Most of these aren't "through history"
but these are some contemporary photographers
I would invite if I could



R J Shaughnessy's Night



the wonderfully named (and talented) Ian Teh



Yaniv Waissa



Alyson Belcher's pinhole self-portrait silver gelatin prints




Kyungwoo Chun



This whole set by Alexander Binder is frankly astonishing, I struggled to pick something.



My favourite of the bunch, Debbie Carlos

And one I can't put an example of due to peskily designed website:
John Chiara
Lady Vervaine Posted 7 years ago.
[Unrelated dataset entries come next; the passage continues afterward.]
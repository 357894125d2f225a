//! Run control signals
//!
//! The orchestrator publishes the desired state of a run on a watch channel;
//! workers read it before every frontier pop and every fetch attempt.

use tokio::sync::watch;

/// Desired state of a run
#[derive(Debug, Clone, Copy, PartialEq, Eq)]
pub enum RunControl {
    Run,
    Pause,
    Cancel,
}

/// Sending side, held by the orchestrator
#[derive(Debug)]
pub struct ControlSender {
    tx: watch::Sender<RunControl>,
}

/// Receiving side, cloned into every worker
#[derive(Debug, Clone)]
pub struct ControlHandle {
    rx: watch::Receiver<RunControl>,
}

/// Creates a control channel in the `Run` state
pub fn control_channel() -> (ControlSender, ControlHandle) {
    let (tx, rx) = watch::channel(RunControl::Run);
    (ControlSender { tx }, ControlHandle { rx })
}

impl ControlSender {
    /// Publishes a new state; `Cancel` is final and never overwritten
    pub fn send(&self, control: RunControl) {
        self.tx.send_if_modified(|current| {
            if *current == control || *current == RunControl::Cancel {
                return false;
            }
            *current = control;
            true
        });
    }

    pub fn current(&self) -> RunControl {
        *self.tx.borrow()
    }
}

impl ControlHandle {
    pub fn current(&self) -> RunControl {
        *self.rx.borrow()
    }

    pub fn is_cancelled(&self) -> bool {
        self.current() == RunControl::Cancel
    }

    /// Waits while the run is paused
    ///
    /// Returns false if the run is cancelled (or the orchestrator is gone).
    pub async fn wait_until_runnable(&mut self) -> bool {
        loop {
            match *self.rx.borrow_and_update() {
                RunControl::Run => return true,
                RunControl::Cancel => return false,
                RunControl::Pause => {}
            }
            if self.rx.changed().await.is_err() {
                return false;
            }
        }
    }

    /// Resolves on the next state change
    pub async fn changed(&mut self) {
        if self.rx.changed().await.is_err() {
            // Sender dropped: nothing will change again
            std::future::pending::<()>().await;
        }
    }
}
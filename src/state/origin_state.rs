use std::time::{Duration, Instant};

/// Tracks politeness state for one origin during a run
///
/// Request slots are handed out in order: each reservation pushes the
/// origin's next allowed time forward by the delay, so concurrent workers
/// targeting the same origin stay spaced even if they reserve at once.
#[derive(Debug, Clone, Default)]
pub struct OriginState {
    /// Number of requests reserved against this origin in the current run
    pub request_count: u32,

    /// Earliest instant the next request may start (absent means now)
    pub next_allowed: Option<Instant>,
}

impl OriginState {
    pub fn new() -> Self {
        Self::default()
    }

    /// Calculates the time until the next request can be made
    ///
    /// Returns None if a request can be made now.
    pub fn time_until_next_request(&self, now: Instant) -> Option<Duration> {
        match self.next_allowed {
            Some(next) if next > now => Some(next - now),
            _ => None,
        }
    }

    /// Reserves the next request slot
    ///
    /// # Arguments
    ///
    /// * `now` - The current time instant
    /// * `delay` - Minimum spacing between request starts on this origin
    ///
    /// # Returns
    ///
    /// The instant at which the caller may send its request.
    pub fn reserve(&mut self, now: Instant, delay: Duration) -> Instant {
        let slot = match self.next_allowed {
            Some(next) if next > now => next,
            _ => now,
        };
        // An unrepresentable instant leaves the slot where it is
        self.next_allowed = Some(slot.checked_add(delay).unwrap_or(slot));
        self.request_count += 1;
        slot
    }

    /// Pushes the next allowed time out after a 429
    pub fn back_off(&mut self, now: Instant, wait: Duration) {
        let Some(until) = now.checked_add(wait) else {
            return;
        };
        if self.next_allowed.map_or(true, |next| next < until) {
            self.next_allowed = Some(until);
        }
    }
}
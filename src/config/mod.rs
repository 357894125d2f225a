//! Configuration module
//!
//! Two layers of configuration live here:
//!
//! - [`EngineConfig`]: engine-wide settings (user agent, fetcher tuning,
//!   database path) loaded from a TOML file.
//! - [`RawJobConfig`] / [`CrawlJobConfig`]: the loose JSON-shaped crawl
//!   configuration a job is saved with, and the immutable, fully resolved form
//!   it is turned into when a run starts.
//!
//! # Example
//!
//! ```no_run
//! use crawl_engine::config::load_config;
//! use std::path::Path;
//!
//! let config = load_config(Path::new("engine.toml")).unwrap();
//! println!("Crawling as: {}", config.user_agent.header_value());
//! ```

mod job;
mod parser;
mod types;
mod validation;

// Re-export types
pub use job::{
    AuthConfig, AuthType, CrawlJobConfig, DomainRestriction, RawJobConfig, DEFAULT_CONTENT_TYPES,
    DEFAULT_MAX_CONCURRENT, DEFAULT_MAX_DEPTH, DEFAULT_MAX_PAGES, DEFAULT_REQUEST_DELAY_MS,
    MAX_CONCURRENT_LIMIT, mime_essence,
};
pub use types::{EngineConfig, FetcherConfig, OutputConfig, UserAgentConfig};

// Re-export parser functions
pub use parser::{compute_config_hash, load_config, load_config_with_hash, parse_config};
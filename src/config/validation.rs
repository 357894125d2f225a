use crate::config::types::{EngineConfig, FetcherConfig, OutputConfig, UserAgentConfig};
use crate::ConfigError;
use url::Url;

/// Validates the entire engine configuration
pub fn validate(config: &EngineConfig) -> Result<(), ConfigError> {
    validate_user_agent_config(&config.user_agent)?;
    validate_fetcher_config(&config.fetcher)?;
    validate_output_config(&config.output)?;
    Ok(())
}

/// Validates HTTP retrieval settings
fn validate_fetcher_config(config: &FetcherConfig) -> Result<(), ConfigError> {
    if config.max_attempts < 1 || config.max_attempts > 10 {
        return Err(ConfigError::Validation(format!(
            "max_attempts must be between 1 and 10, got {}",
            config.max_attempts
        )));
    }

    if config.max_per_origin < 1 || config.max_per_origin > 5 {
        return Err(ConfigError::Validation(format!(
            "max_per_origin must be between 1 and 5, got {}",
            config.max_per_origin
        )));
    }

    if config.request_timeout_ms < 100 {
        return Err(ConfigError::Validation(format!(
            "request_timeout_ms must be >= 100ms, got {}ms",
            config.request_timeout_ms
        )));
    }

    if config.connect_timeout_ms == 0 {
        return Err(ConfigError::Validation(
            "connect_timeout_ms must be > 0".to_string(),
        ));
    }

    if config.max_backoff_ms < config.backoff_base_ms {
        return Err(ConfigError::Validation(format!(
            "max_backoff_ms ({}) must be >= backoff_base_ms ({})",
            config.max_backoff_ms, config.backoff_base_ms
        )));
    }

    if config.max_body_bytes == 0 {
        return Err(ConfigError::Validation(
            "max_body_bytes must be > 0".to_string(),
        ));
    }

    Ok(())
}

/// Validates user agent configuration
fn validate_user_agent_config(config: &UserAgentConfig) -> Result<(), ConfigError> {
    // Validate crawler name: non-empty, alphanumeric + hyphens only
    if config.crawler_name.is_empty() {
        return Err(ConfigError::Validation(
            "crawler_name cannot be empty".to_string(),
        ));
    }

    if !config
        .crawler_name
        .chars()
        .all(|c| c.is_alphanumeric() || c == '-')
    {
        return Err(ConfigError::Validation(format!(
            "crawler_name must contain only alphanumeric characters and hyphens, got '{}'",
            config.crawler_name
        )));
    }

    Url::parse(&config.contact_url)
        .map_err(|e| ConfigError::InvalidUrl(format!("Invalid contact_url: {}", e)))?;

    validate_email(&config.contact_email)?;

    Ok(())
}

/// Validates output configuration
fn validate_output_config(config: &OutputConfig) -> Result<(), ConfigError> {
    if config.database_path.is_empty() {
        return Err(ConfigError::Validation(
            "database_path cannot be empty".to_string(),
        ));
    }

    Ok(())
}

/// Basic email validation
fn validate_email(email: &str) -> Result<(), ConfigError> {
    if email.is_empty() {
        return Err(ConfigError::Validation(
            "contact_email cannot be empty".to_string(),
        ));
    }

    // Must contain exactly one @ with text on both sides
    let Some((local, domain)) = email.split_once('@') else {
        return Err(ConfigError::Validation(format!(
            "Invalid email format: '{}'",
            email
        )));
    };

    if local.is_empty() || domain.is_empty() || domain.contains('@') {
        return Err(ConfigError::Validation(format!(
            "Invalid email format: '{}'",
            email
        )));
    }

    if !domain.contains('.') {
        return Err(ConfigError::Validation(format!(
            "Invalid email domain: '{}'",
            email
        )));
    }

    Ok(())
}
Edited by Lady Vervaine (member) 7 years ago
oh man! what a brilliant buncha focusschmocuses!! i would fave/schmave the lot if i could!!!

it's a funny synchronicity - i came across ian teh's work for the first time just last week, at a friend's house - seems his partner is an old mate of mr teh's, and they've got a couple of his things up on their living room wall - seriously amazing work!

i will check out the others - starting, coz it's love at first sight, with alyson belcher & alexander binder.....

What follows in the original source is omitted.